Aug 07, 2014 at 02:02 pm by Staff


Vanderbilt One of Four Major Institutions Named

The American Heart Association recently announced four major institutions would band together in a new research network aimed at preventing heart disease and stroke. The Strategically Focused Prevention Research Network Centers — funded by a $15 million AHA grant — is designed to help people live longer, healthier lives.

Obesity, high blood pressure and heart failure are among the areas being studied by the collaborative network, which is made up of investigators at Vanderbilt University in Nashville, Northwestern University in Chicago, the Icahn School of Medicine at Mount Sinai in New York City, and the University of Texas-Southwestern Medical Center in Dallas.

“The best way to reduce premature mortality from cardiovascular diseases and stroke is to prevent the development of the risk factors that lead to these conditions,” said AHA President Elliott Antman, MD, professor of medicine at Harvard Medical School and a senior physician in the cardiovascular division of the Brigham and Women’s Hospital in Boston. “Scientists working in these research centers are helping to discover the mechanisms that will allow all Americans to live healthier lives, helping lead us to a culture of health.”

The concept is critical to the association’s goal to improve the cardiovascular health of all Americans by 20 percent while reducing deaths from cardiovascular diseases and stroke by 20 percent by 2020.

Two major hurdles — an overly salty diet and the frequent need to take multiple, expensive medications — is spurring Vanderbilt University to develop new approaches for preventing high blood pressure. The goals are to understand how salt causes tissue injury, develop a method to detect and lower excess salt, and determine if a simple treatment in one pill could improve cardiovascular health.

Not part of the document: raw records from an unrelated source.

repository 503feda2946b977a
//! Presentation Layer
//!
//! HTTP routes, handlers and middleware.

pub mod http;
pub mod middleware;
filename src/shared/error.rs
//! Application Error Types
//!
//! Centralized error handling with Axum integration.

use axum::{
    http::StatusCode,
    response::{IntoResponse, Response},
    Json,
};
use serde::Serialize;

/// Storage layer error
#[derive(Debug, thiserror::Error)]
pub enum StorageError {
    #[error("Database error: {0}")]
    Database(#[from] sqlx::Error),

    /// A write targeted a row that no longer exists.
    #[error("Row {0} does not exist")]
    MissingRow(i64),

    /// A value does not fit its `NUMERIC` column.
    #[error("Numeric field overflow in {0}")]
    NumericOverflow(&'static str),
}

/// Application error type
#[derive(Debug, thiserror::Error)]
pub enum AppError {
    #[error("Not found")]
    NotFound,

    #[error("Bad request: {0}")]
    BadRequest(String),

    #[error("Validation error: {0}")]
    Validation(String),

    #[error("Storage error: {0}")]
    Storage(#[from] StorageError),
}

/// Error response body
#[derive(Debug, Serialize)]
pub struct ErrorResponse {
    pub code: u16,
    pub message: String,
}

impl IntoResponse for AppError {
    fn into_response(self) -> Response {
        let (status, code, message) = match self {
            // Absence is signalled by status alone.
            AppError::NotFound => return StatusCode::NOT_FOUND.into_response(),
            AppError::BadRequest(msg) => (StatusCode::BAD_REQUEST, 10002, msg),
            AppError::Validation(msg) => (StatusCode::BAD_REQUEST, 10007, msg),
            AppError::Storage(e) => {
                tracing::error!("Storage error: {}", e);
                return StatusCode::INTERNAL_SERVER_ERROR.into_response();
            }
        };

        let body = ErrorResponse {
            code,
            message,
        };

        (status, Json(body)).into_response()
    }
}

That’s an “enormous opportunity,” said Vanderbilt’s David G. Harrison, MD, the Betty and Jack Bailey Professor of Medicine and Pharmacology and director of the division of Clinical Pharmacology. “Our center will focus on preventing hypertension, which is an enormous risk factor for heart disease, stroke and kidney disease. We are beginning to understand how common risk factors like diet and lifestyle predispose to hypertension and (are) taking measures to correct these,” Harrison said.

The other centers are focusing on other major issues.

Northwestern University will take a closer look at why heart-health measures decline from childhood to middle age and see if the latest techniques can help maintain ideal heart health and reverse declines. The goal is to learn how to implement behavior change programs on a large scale.

Nearly one-third of adults and children in the United States are obese, with rates even higher in Hispanic and African-American communities. The Icahn School of Medicine at Mt. Sinai will aim to build a culture of health in Harlem with an urban-based, family-centric health program targeting kids as young as three years of age, as well as their caregivers.

Heart failure is one of the most common reasons people ages 65 and older go to the hospital. There are no proven therapies to prevent heart failure with preserved ejection fraction (hFpEF), which occurs in about half of heart failure patients. Additionally, patient prognosis has remained relatively unchanged over the past two decades. The University of Texas-Southwestern Medical Center wants to shift the focus to prevention.

Funding began July 1, and each network center will receive about $3.8 million during the next four years.